Network analysis is an essential technique that supports the function of a trillion-dollar industry. No matter if you work in Apple, Microsoft, Alibaba or ByteDance, you will encounter challenges where you can apply network methods to solve problems. Networks can be helpful in the areas of marketing, recommendation, prediction, budgeting, market needs, strategy, containment of negative events, opinion research, and product development.

This course is about extracting knowledge, structure from massive networks. Students will learn to understand and make predictions about how people behave, and how networks can be analyzed to build more effective systems and markets.

Q&A

Q: How does network analytics help us determine the market efficiency in finance?

The course is divided into three parts. The first part is based on social networks and network structures, not only social but also information networks. The second part talks about dynamics, how phenomena take place over networks. The third part is entirely about markets, which is a complex topic, because there are many different markets that we will deal with in this course. For example, the stock market is a network of players investing, buying, selling. Thus, if you understand the structure of this market, and how one player influences the other, you will see how these cascaded events influence the price of the stock. Another example is auction theory, which is the subject of the nobel prize in economics this year. Auction theory is what we use when we invest in the stock markets. This is a broad and very deep topic that we study using network analytics. We will also learn how to use networks to maximize benefits when we are competing for some advertisement spots in some social media or technological platforms. If you want to put some advertisements on Google search pages, when you type a query, for example NYU, what kind of ads are going to show up when you type NYU also depends upon the interactions of many factors. We will learn how to maximize revenue for the ads placement, and how your ads can attract the most number of users. There are other examples that’s related to market effectiveness and market efficiency that we will see in this class.  

Q: Network analytics focuses on how business can extract information for optimal results. Can the organizations apply network analytics to assist consumers make optimal decisions?

Whenever you buy something online, the websites will show you the related products. The way Amazon, Taobao and all these platforms do that is they employ social networks and also broader networks. They are going to see whenever somebody buys product A, they also buy product B. So in a way, these two products are connected. So you can form a network of products, we call it a co-purchase network. And also you can analyze networks of people.

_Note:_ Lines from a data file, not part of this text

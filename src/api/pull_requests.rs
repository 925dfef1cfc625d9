use axum::{
    extract::{rejection::JsonRejection, State},
    http::StatusCode,
    response::Json,
};
use serde::Deserialize;
use serde_json::{json, Value};

use super::{ApiError, SharedService};
use crate::database::ReviewStore;
use crate::error::ReviewError;

#[derive(Debug, Deserialize)]
pub struct CreatePrRequest {
    pub pull_request_id: String,
    pub pull_request_name: String,
    pub author_id: String,
}

#[derive(Debug, Deserialize)]
pub struct MergePrRequest {
    pub pull_request_id: String,
}

#[derive(Debug, Deserialize)]
pub struct ReassignRequest {
    pub pull_request_id: String,
    pub old_reviewer_id: String,
}

pub async fn create<S: ReviewStore>(
    State(service): State<SharedService<S>>,
    payload: Result<Json<CreatePrRequest>, JsonRejection>,
) -> Result<(StatusCode, Json<Value>), ApiError> {
    let Json(request) = payload?;
    if request.pull_request_id.is_empty() {
        return Err(ApiError::bad_request("pull_request_id is required"));
    }

    let pr = service
        .create_pull_request(
            &request.pull_request_id,
            &request.pull_request_name,
            &request.author_id,
        )
        .await
        .map_err(|err| match err {
            ReviewError::Conflict(_) => ApiError::Coded {
                status: StatusCode::CONFLICT,
                code: "PR_EXISTS",
                error: err,
            },
            other => other.into(),
        })?;

    Ok((StatusCode::CREATED, Json(json!({ "pr": pr }))))
}

pub async fn merge<S: ReviewStore>(
    State(service): State<SharedService<S>>,
    payload: Result<Json<MergePrRequest>, JsonRejection>,
) -> Result<Json<Value>, ApiError> {
    let Json(request) = payload?;
    let pr = service.merge_pull_request(&request.pull_request_id).await?;
    Ok(Json(json!({ "pr": pr })))
}

pub async fn reassign<S: ReviewStore>(
    State(service): State<SharedService<S>>,
    payload: Result<Json<ReassignRequest>, JsonRejection>,
) -> Result<Json<Value>, ApiError> {
    let Json(request) = payload?;
    let reassignment = service
        .reassign_reviewer(&request.pull_request_id, &request.old_reviewer_id)
        .await?;

    Ok(Json(json!({
        "pr": reassignment.pr,
        "replaced_by": reassignment.replaced_by.id,
    })))
}
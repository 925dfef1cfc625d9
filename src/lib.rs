pub mod api;
pub mod assignment;
pub mod config;
pub mod database;
pub mod error;
pub mod service;

pub use error::{Result, ReviewError};
use rand::Rng;
use tracing::info;

use super::ReviewService;
use crate::database::models::*;
use crate::database::{ReviewStore, StoreTx};
use crate::error::Result;

impl<S: ReviewStore, R: Rng + Send> ReviewService<S, R> {
    /// Create a team together with its initial roster. Either the team and
    /// every member are stored, or nothing is.
    pub async fn create_team(&self, name: &str, members: &[TeamMember]) -> Result<Team> {
        let mut tx = self.store.begin().await?;
        let team = self.create_team_in(&mut tx, name, members).await?;
        tx.commit().await?;

        info!("Created team {} with {} members", team.name, team.members.len());
        Ok(team)
    }

    pub async fn create_team_in(
        &self,
        tx: &mut S::Tx,
        name: &str,
        members: &[TeamMember],
    ) -> Result<Team> {
        tx.create_team(name).await?;
        for member in members {
            tx.create_member(&Member {
                id: member.user_id.clone(),
                username: member.username.clone(),
                team_name: name.to_string(),
                is_active: member.is_active,
            })
            .await?;
        }
        tx.get_team(name).await
    }

    /// Team with its current roster.
    pub async fn get_team(&self, name: &str) -> Result<Team> {
        self.store.get_team(name).await
    }

    pub async fn list_teams(&self) -> Result<Vec<String>> {
        self.store.list_teams().await
    }

    /// Deactivate every active member of the team and strip them from the
    /// reviewer lists of open pull requests. Merged pull requests keep their
    /// reviewers. Freed slots are not backfilled.
    pub async fn deactivate_team(&self, name: &str) -> Result<DeactivationResult> {
        let mut tx = self.store.begin().await?;
        let result = self.deactivate_team_in(&mut tx, name).await?;
        tx.commit().await?;

        info!(
            "Deactivated {} members of team {}, {} open pull requests affected",
            result.deactivated_members.len(),
            name,
            result.affected_prs.len()
        );
        Ok(result)
    }

    pub async fn deactivate_team_in(&self, tx: &mut S::Tx, name: &str) -> Result<DeactivationResult> {
        tx.get_team(name).await?;

        let deactivated_members = tx.deactivate_team_members(name).await?;
        if deactivated_members.is_empty() {
            return Ok(DeactivationResult {
                deactivated_members,
                affected_prs: Vec::new(),
            });
        }

        let member_ids: Vec<String> = deactivated_members.iter().map(|m| m.id.clone()).collect();
        let affected_prs = tx.remove_reviewers_from_open_prs(&member_ids).await?;

        Ok(DeactivationResult {
            deactivated_members,
            affected_prs,
        })
    }
}
use serde::{Deserialize, Serialize};
use std::env;

#[derive(Debug, Clone, Serialize, Deserialize)]
pub struct AppConfig {
    pub database_url: String,
    pub database_max_connections: u32,
    pub server_host: String,
    pub server_port: u16,
}

impl AppConfig {
    pub fn load() -> Result<Self, Box<dyn std::error::Error + Send + Sync>> {
        let database_url = env::var("DATABASE_URL")
            .unwrap_or_else(|_| "sqlite://reviewers.db".to_string());

        let database_max_connections = env::var("DATABASE_MAX_CONNECTIONS")
            .unwrap_or_else(|_| "5".to_string())
            .parse()?;

        let server_host = env::var("SERVER_HOST")
            .unwrap_or_else(|_| "0.0.0.0".to_string());

        let server_port = env::var("SERVER_PORT")
            .unwrap_or_else(|_| "8080".to_string())
            .parse()?;

        Ok(AppConfig {
            database_url,
            database_max_connections,
            server_host,
            server_port,
        })
    }

    pub fn bind_address(&self) -> String {
        format!("{}:{}", self.server_host, self.server_port)
    }
}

If two people always buy similar items, I can say they are similar, and may be interested in similar products. So the recommendation systems, the ones you interact on the web, are based on social network analysis. There are algorithms we are going to study in the class, they are very powerful. You’ll see that not only does it help consumers discover what they want to buy, but also helps these companies increase revenue.

Q: Which programming language do we usually use for network analytics?

In this course we primarily use Python, since it’s a very flexible language. Using Python, you will have the tools to extract data from everywhere, from a database, from the web, by extracting information from web pages, etc. Python also allows you to restructure the data for analysis, and, more importantly, it implements powerful data structures and algorithms for network analytics. Having said that, you can use any language to analyze networks. Another popular option is to use the R programming language. There’s a package in R called Igraph, which has all the subroutines to analyze the networks. When speaking of implementing algorithms for production, the C++ language will be used, as it is faster and closer to the hardware, making the computation more efficient. Regardless of the language, what you will learn in this course are the principles, so the transition between the languages will be quite straightforward. But, for the purposes of exercises in the class, we are going to use Python.